I’d like to draw attention to Mark Pomerleau’s interesting piece at Fifth Domain examining the operational impact at Cyber Command (CYBERCOM) of several recent developments, including National Security Presidential Memorandum 13 (NSPM 13), doctrinal/policy innovations under the headings of “persistent engagement” and “defending forward,” and new/clarified authorities associated with the most recent National Defense Authorization Act (NDAA). I’ve written at length (e.g., here and here) about several of these developments before. Pomerleau’s article is a handy glimpse behind the curtain regarding how things are coming along in light of those changes. Two things stood out to me:
1. The tempo and nature of out-of-network operations
It appears the collective impact of these changes has made a significant difference in the tempo of CYBERCOM’s operations outside the Department of Defense (DOD) Information Network.
First, let’s talk about the tempo. Remarkably, the article quotes an unnamed senior DOD official suggesting that, under the earlier decision-making procedures, approval for out-of-network operations was exceedingly rare: “I would say that in 8, 9, 10 years under the old decision process, I can count on less than two fingers the number of operations conducted.”
I’m no math major, but I’m pretty sure that “less than two fingers” means either one or zero. That’s a shockingly low figure, so low that it seems at first blush to be implausible. We have long known, after all, that CYBERCOM has had an active out-of-network role to play in support of the armed conflict with the Islamic State, via Joint Task Force Ares (JTF-Ares). The claim can be reconciled with JTF-Ares, of course, if we assume that the one approval for out-of-network operations mentioned by the unnamed official refers to JTF-Ares itself (thus subsuming within it all the many specific operations then conducted under that heading). Or perhaps there is an unmentioned caveat for out-of-network operations conducted in direct support of an ongoing armed conflict? Either way, the characterization remains: Under the prior rules, almost nothing got approved.
Is it different now? The combination of NSPM-13; the new doctrinal posture explicitly favoring out-of-network engagement with adversaries; and the new NDAA legal framework, which prunes away perceived obstacles such as claims that CYBERCOM lacked affirmative authority for non-armed-conflict scenarios or that such operations should be categorized as Title 50 covert action, collectively ought to make a difference. And now we have an explicit claim that they have. We don’t have numbers, but we do get a general claim from the unnamed official: “‘In this time since mid-August when the new process went into place, we’ve conducted many more operations,’ the official said.”
This is consistent with earlier reports about CYBERCOM activities in Russian networks, in a defending-forward posture, in relation to the 2018 election.
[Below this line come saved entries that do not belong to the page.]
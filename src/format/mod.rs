//! # Snapshot Formatting
//!
//! ## Purpose
//! Turns a [`TreeNode`](crate::TreeNode) into its canonical snapshot text.
//! [`value`] renders attribute values, [`node`] renders elements and owns the
//! root entry points.
//!
//! ## Core Principles
//! - Pure: output depends only on the tree and the indentation unit.
//! - Deterministic: attribute and record keys ascend, array order is kept.
//! - No shared state: the context is threaded down the recursion and dropped.
//!
//! ## Layout rules
//! - Every level indents by exactly one unit and closes at its opening indent.
//! - A value rendered as the direct value of an attribute is compact and
//!   brace-wrapped by the caller; a value inside a collection always ends
//!   with `,` so each entry line delimits itself.

pub mod node;
pub mod value;

pub use node::{serialize_node, to_snapshot, to_snapshot_with};
pub use value::format_value;

use crate::options::Options;

/// Where a value is being rendered, which decides its punctuation.
#[derive(Debug, Clone, Copy, PartialEq, Eq)]
pub enum RenderMode {
    /// The value sits directly on an attribute: `key={...}`.
    AttributeValue,
    /// The value is an entry of an array, a record, or a children list
    /// folded into a value.
    CollectionElement,
}

/// The indentation state threaded through one serialization call.
#[derive(Debug, Clone, PartialEq, Eq)]
pub struct FormattingContext<'a> {
    unit: &'a str,
    indent: String,
    depth: usize,
}

impl<'a> FormattingContext<'a> {
    /// A context at column zero using `unit` as the indentation step.
    pub fn new(unit: &'a str) -> Self {
        Self {
            unit,
            indent: String::new(),
            depth: 0,
        }
    }

    pub fn root(options: &'a Options) -> Self {
        Self::new(&options.indent)
    }

    /// The same context one indentation unit deeper.
    pub fn nested(&self) -> Self {
        let mut indent = String::with_capacity(self.indent.len() + self.unit.len());
        indent.push_str(&self.indent);
        indent.push_str(self.unit);
        Self {
            unit: self.unit,
            indent,
            depth: self.depth + 1,
        }
    }

    pub fn indent(&self) -> &str {
        &self.indent
    }

    /// Nesting depth, counted in indentation units.
    pub fn depth(&self) -> usize {
        self.depth
    }

    pub fn unit(&self) -> &'a str {
        self.unit
    }

    /// Appends a line break followed by this context's indentation.
    pub(crate) fn newline(&self, out: &mut String) {
        out.push('\n');
        out.push_str(&self.indent);
    }
}
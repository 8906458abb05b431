use im::OrdMap;
use std::fmt;

use super::value::Value;
use crate::errors::{Result, SnapshotError};

/// The name a node is displayed under.
#[derive(Debug, Clone, PartialEq, Eq)]
pub enum Tag {
    /// A host element such as `div`.
    Host(String),
    /// A composite component; the renderer may fail to resolve its name.
    Component { name: Option<String> },
}

impl Tag {
    /// Resolves the display name, failing when there is none to show.
    ///
    /// # Examples
    ///
    /// ```rust
    /// use tree_snapshot::Tag;
    /// assert_eq!(Tag::Host("div".into()).display_name().unwrap(), "div");
    /// assert!(Tag::Component { name: None }.display_name().is_err());
    /// ```
    pub fn display_name(&self) -> Result<&str> {
        match self {
            Tag::Host(name) if !name.is_empty() => Ok(name),
            Tag::Host(_) => Err(SnapshotError::invalid_node("host tag is empty")),
            Tag::Component { name: Some(name) } if !name.is_empty() => Ok(name),
            Tag::Component { .. } => Err(SnapshotError::invalid_node(
                "component type exposes no display name",
            )),
        }
    }
}

impl fmt::Display for Tag {
    fn fmt(&self, f: &mut fmt::Formatter<'_>) -> fmt::Result {
        match self {
            Tag::Host(name) => write!(f, "<{}>", name),
            Tag::Component { name: Some(name) } => write!(f, "<{}>", name),
            Tag::Component { name: None } => write!(f, "<anonymous>"),
        }
    }
}

/// One entry of a node's child list.
#[derive(Debug, Clone, PartialEq)]
pub enum Child {
    Text(String),
    Node(TreeNode),
}

impl From<&str> for Child {
    fn from(text: &str) -> Self {
        Child::Text(text.to_string())
    }
}

impl From<String> for Child {
    fn from(text: String) -> Self {
        Child::Text(text)
    }
}

impl From<TreeNode> for Child {
    fn from(node: TreeNode) -> Self {
        Child::Node(node)
    }
}

/// One renderable element: a tag, its attributes and its children.
///
/// `children` is `None` when the renderer supplied no explicit list; the
/// serializer then falls back to an attribute named `children`.
///
/// # Examples
///
/// ```rust
/// use tree_snapshot::{TreeNode, Value};
/// let node = TreeNode::host("div")
///     .with_attribute("className", "x")
///     .with_text("text");
/// assert_eq!(node.attributes.get("className"), Some(&Value::from("x")));
/// assert_eq!(node.children.as_ref().map(Vec::len), Some(1));
/// ```
#[derive(Debug, Clone, PartialEq)]
pub struct TreeNode {
    pub tag: Tag,
    pub attributes: OrdMap<String, Value>,
    pub children: Option<Vec<Child>>,
}

impl TreeNode {
    pub fn new(tag: Tag) -> Self {
        Self {
            tag,
            attributes: OrdMap::new(),
            children: None,
        }
    }

    pub fn host(name: impl Into<String>) -> Self {
        Self::new(Tag::Host(name.into()))
    }

    pub fn component(name: impl Into<String>) -> Self {
        Self::new(Tag::Component {
            name: Some(name.into()),
        })
    }

    pub fn with_attribute(mut self, key: impl Into<String>, value: impl Into<Value>) -> Self {
        self.attributes.insert(key.into(), value.into());
        self
    }

    pub fn with_text(self, text: impl Into<String>) -> Self {
        self.with_child(Child::Text(text.into()))
    }

    pub fn with_child(mut self, child: impl Into<Child>) -> Self {
        self.children.get_or_insert_with(Vec::new).push(child.into());
        self
    }

    pub fn with_children(mut self, children: impl IntoIterator<Item = Child>) -> Self {
        self.children.get_or_insert_with(Vec::new).extend(children);
        self
    }
}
And as Ellen Nakashima wrote on May 7 in the Washington Post, CYBERCOM also recently “operated in the networks of Ukraine, Macedonia, and Montenegro, which were being targeted by Russia, to help those countries identify foreign malicious activity.” Nakashima also notes that the JTF-Ares mission in some fashion has “expanded” to include “coordinating the cyber effort to counter violent extremism globally” rather than just in relation to the Islamic State.
What about the nature of these operations? We get some insight here as well. Not all the new operations are for “effect,” we are told in Pomerleau’s article. Much of these are, instead, “collection operations and preparation.” Which is exactly what one should expect, of course, but it’s still useful to see a degree of public discussion about it.
2. Clarifying what did and did not change with NSPM-13
Though NSPM-13 remains classified, it has been widely reported that its main thrust was to reduce the procedural obstacles to authorizing CYBERCOM to conduct operations outside of DOD’s Information Network. It seemed clear from prior reporting that this involved, at a minimum, a sharp reduction in the array of circumstances in which such operations would require presidential-level approval. And that is certainly reflected in Pomerleau’s article, as noted above.
But it had also seemed to me, previously, that NSPM-13 might have included a similarly sharp reduction in the amount of (or opportunities for) interagency vetting of such operations. That is, reduced interagency vetting might have been an express part of NSPM-13, or it might have followed indirectly from removal of presidential-level authorization requirements.
Pomerleau’s article suggests, however, that interagency vetting might be alive and well despite the reduction in presidential-level authorization requirements. Specifically, the article quotes Maj. Gen. Charles Moore, the J-3 at CYBERCOM, for the proposition that the new process still “requires very close coordination and synchronization with the interagency.”
I realize that this may be a characterization that is not shared by other participants in that process. Perhaps fewer entities have a voice in the process now, or perhaps the nature of the process has changed in a manner that reduces the leverage that participants can bring to bear when they oppose a proposed action. But it’s interesting, nonetheless, to see a direct assertion that interagency vetting continues.